-- Provided material follows --
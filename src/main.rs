use anyhow::Result;
use clap::Parser;
use permtest::builder::FailurePolicy;
use permtest::cli::{Cli, OutputFormat, RegType};
use permtest::error::PermTestError;
use permtest::runner::{self, PermTestConfig};
use permtest::spec::{RegressionKind, RegressionSpec};
use permtest::table::DataTable;
use permtest::{report, winsor};
use tracing_subscriber::EnvFilter;

/// Initialize tracing subscriber for debug output
fn init_tracing(debug: bool) {
    if debug {
        tracing_subscriber::fmt()
            .with_env_filter(
                EnvFilter::from_default_env().add_directive(tracing::Level::DEBUG.into()),
            )
            .with_writer(std::io::stderr)
            .init();
    }
}

/// Print the result as a formatted text block
fn print_text_result(result: &permtest::PermutationTestResult) {
    println!("=== Permutation Test ===");
    println!("Variable:          {}", result.variable);
    println!("Observed coef:     {:.6}", result.observed_coefficient);
    println!("Observed t:        {:.6}", result.observed_t);
    println!("Permutations:      {}", result.n_perms);
    println!("p-value:           {:.6}", result.p_value);
    println!("p-value floor:     {:.6}", result.p_value_floor);
    if result.p_value == 0.0 {
        println!(
            "Note: no null statistic reached |t| = {:.4}; the true p-value \
             is below the floor, not zero",
            result.observed_t.abs()
        );
    }
}

fn main() -> Result<()> {
    let cli = Cli::parse();
    init_tracing(cli.debug);

    // The library takes an unsigned worker count; reject negatives here
    if cli.workers < 0 {
        return Err(PermTestError::InvalidArgument(format!(
            "n_workers must be non-negative, got {}",
            cli.workers
        ))
        .into());
    }
    let workers = cli.workers as usize;

    let mut table = DataTable::from_csv(&cli.data)?;

    if cli.winsorize {
        let outliers = winsor::detect_outliers(&table, cli.mad_threshold)?;
        eprintln!(
            "Winsorized {} value(s) beyond {} MADs from the median",
            outliers.n_outliers, cli.mad_threshold
        );
        table = outliers.winsorized;
    }

    let spec = RegressionSpec::from_formula(&cli.formula, &cli.variable)?;

    let kind = match cli.reg_type {
        RegType::Ols => RegressionKind::Ols,
        RegType::Robust => RegressionKind::Robust,
    };
    let policy = if cli.lenient {
        FailurePolicy::Lenient
    } else {
        FailurePolicy::FailFast
    };

    let mut config = PermTestConfig::new(spec)
        .with_n_perms(cli.n_perms)
        .with_kind(kind)
        .with_workers(workers)
        .with_policy(policy);
    if let Some(seed) = cli.seed {
        config = config.with_seed(seed);
    }

    let result = runner::run(&config, &table)?;

    if cli.histogram {
        report::report_best_effort(&result.null_statistics, result.observed_t);
    }

    match cli.format {
        OutputFormat::Text => print_text_result(&result),
        OutputFormat::Json => println!("{}", serde_json::to_string_pretty(&result)?),
    }

    Ok(())
}
//! Diagnostic rendering of the null distribution
//!
//! Draws a text histogram of the null t-statistics with a marker on the bin
//! holding the observed statistic. This is a side channel for human eyes:
//! it is never load-bearing, and a render failure is logged and swallowed
//! so the statistical result still comes back.

use std::io::{self, Write};
use tracing::warn;

const DEFAULT_BINS: usize = 20;
const BAR_WIDTH: usize = 50;

/// Render a histogram of the null ensemble to any writer
pub fn render_histogram(
    out: &mut dyn Write,
    null_statistics: &[f64],
    observed: f64,
) -> io::Result<()> {
    if null_statistics.is_empty() {
        writeln!(out, "(empty null ensemble; nothing to draw)")?;
        return Ok(());
    }

    let mut lo = f64::INFINITY;
    let mut hi = f64::NEG_INFINITY;
    for &t in null_statistics {
        lo = lo.min(t);
        hi = hi.max(t);
    }
    // Widen the range so the observed marker always lands in a bin
    lo = lo.min(observed);
    hi = hi.max(observed);
    if (hi - lo).abs() < f64::EPSILON {
        lo -= 0.5;
        hi += 0.5;
    }

    let n_bins = DEFAULT_BINS.min(null_statistics.len()).max(1);
    let bin_width = (hi - lo) / n_bins as f64;
    let mut counts = vec![0usize; n_bins];
    for &t in null_statistics {
        let mut bin = ((t - lo) / bin_width) as usize;
        if bin >= n_bins {
            bin = n_bins - 1;
        }
        counts[bin] += 1;
    }
    let observed_bin = (((observed - lo) / bin_width) as usize).min(n_bins - 1);
    let max_count = counts.iter().copied().max().unwrap_or(1).max(1);

    writeln!(out, "\n=== Null Distribution ({} fits) ===\n", null_statistics.len())?;
    for (i, &count) in counts.iter().enumerate() {
        let bin_lo = lo + i as f64 * bin_width;
        let bin_hi = bin_lo + bin_width;
        let bar_len = count * BAR_WIDTH / max_count;
        let marker = if i == observed_bin { "  <-- observed" } else { "" };
        writeln!(
            out,
            "[{:>8.3}, {:>8.3}) {:>5} |{:<width$}|{}",
            bin_lo,
            bin_hi,
            count,
            "#".repeat(bar_len),
            marker,
            width = BAR_WIDTH
        )?;
    }
    writeln!(out, "\nobserved t = {:.4}", observed)?;
    Ok(())
}

/// Render to stderr; failures are logged, never propagated
pub fn report_best_effort(null_statistics: &[f64], observed: f64) {
    let mut stderr = io::stderr();
    if let Err(err) = render_histogram(&mut stderr, null_statistics, observed) {
        warn!(error = %err, "diagnostic histogram could not be rendered");
    }
}

#[cfg(test)]
mod tests {
    use super::*;

    #[test]
    fn test_histogram_marks_observed_bin() {
        let null: Vec<f64> = (0..200).map(|i| (i as f64 - 100.0) / 25.0).collect();
        let mut buf = Vec::new();
        render_histogram(&mut buf, &null, 3.2).unwrap();
        let text = String::from_utf8(buf).unwrap();
        assert!(text.contains("<-- observed"));
        assert!(text.contains("200 fits"));
        assert!(text.contains("observed t = 3.2000"));
    }

    #[test]
    fn test_histogram_counts_every_value() {
        let null = vec![-1.0, -0.5, 0.0, 0.5, 1.0, 1.0, 1.0];
        let mut buf = Vec::new();
        render_histogram(&mut buf, &null, 0.0).unwrap();
        let text = String::from_utf8(buf).unwrap();
        let total: usize = text
            .lines()
            .filter(|l| l.starts_with('['))
            .map(|l| {
                l.split('|')
                    .next()
                    .unwrap()
                    .split_whitespace()
                    .last()
                    .unwrap()
                    .parse::<usize>()
                    .unwrap()
            })
            .sum();
        assert_eq!(total, 7);
    }

    #[test]
    fn test_empty_ensemble_renders_placeholder() {
        let mut buf = Vec::new();
        render_histogram(&mut buf, &[], 1.0).unwrap();
        let text = String::from_utf8(buf).unwrap();
        assert!(text.contains("empty null ensemble"));
    }

    #[test]
    fn test_degenerate_range_does_not_panic() {
        let null = vec![2.0; 10];
        let mut buf = Vec::new();
        render_histogram(&mut buf, &null, 2.0).unwrap();
    }

    #[test]
    fn test_observed_outside_null_range() {
        let null = vec![-0.5, 0.0, 0.5];
        let mut buf = Vec::new();
        render_histogram(&mut buf, &null, 12.0).unwrap();
        let text = String::from_utf8(buf).unwrap();
        assert!(text.contains("<-- observed"));
    }
}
-- Provided material concluded --
__Your task__: Your answer must be every line from the listing above that holds the string "return".

__Exercise answer__:
        return Err(PermTestError::InvalidArgument(format!(
        return Ok(());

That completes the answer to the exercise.